Work instructions: Tally the lines of the listing that contain the string "BlepOscillator". Give the number and nothing else.

"""

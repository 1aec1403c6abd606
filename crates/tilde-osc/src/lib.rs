//! Tilde Osc - signal generators built on tilde-core
//!
//! Oscillators and random sources that share the
//! [`PhaseAccumulator`](tilde_core::PhaseAccumulator) and
//! [`XorShift`](tilde_core::XorShift) primitives from `tilde-core`. Every
//! generator implements [`Kernel`](tilde_core::Kernel) and also exposes a
//! typed per-sample API.
//!
//! # Generators
//!
//! ## Band-limited
//!
//! - [`BlepOscillator`] - PolyBLEP/PolyBLAMP saw, square, triangle and variable saw
//!
//! ```rust
//! use tilde_osc::{BlepOscillator, BlepShape};
//!
//! let mut osc = BlepOscillator::new(48000.0, BlepShape::Saw);
//! osc.set_midi_mode(true);
//! osc.set_frequency(57.0); // A3
//! let sample = osc.advance();
//! assert!(sample.abs() <= 1.0);
//! ```
//!
//! ## Phase-shaped
//!
//! - [`ShapeOscillator`] - Sine, triangle, parabolic and gaussian ([`Waveshape`])
//! - [`Impulse`] - One-sample impulse per cycle
//! - [`Phasor`] - Ramp plus wrap flag
//!
//! ## Random
//!
//! - [`WhiteNoise`] - Uniform noise
//! - [`RandomInterp`] - Stepped or linearly interpolated random values
//! - [`RandomPulse`] - Random gate with fixed or random amplitude
//!
//! Random generators take their seed at construction. Use a
//! [`SeedSource`](tilde_core::SeedSource) to hand out distinct default seeds:
//!
//! ```rust
//! use tilde_core::SeedSource;
//! use tilde_osc::WhiteNoise;
//!
//! let mut seeds = SeedSource::new(1);
//! let mut a = WhiteNoise::new(48000.0, seeds.next_default_seed());
//! let mut b = WhiteNoise::new(48000.0, seeds.next_default_seed());
//! assert_ne!(a.next_sample(), b.next_sample());
//! ```

#![cfg_attr(not(feature = "std"), no_std)]

pub mod impulse;
pub mod noise;
pub mod polyblep;
pub mod shape;

pub use impulse::{Impulse, Phasor, PhasorOutput};
pub use noise::{Interpolation, RandomInterp, RandomPulse, WhiteNoise};
pub use polyblep::{BlepOscillator, BlepShape, MAX_PULSE_WIDTH, MIN_PULSE_WIDTH, poly_blamp, poly_blep};
pub use shape::{ShapeOscillator, Waveshape, shape_at};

"""

Answer box: 4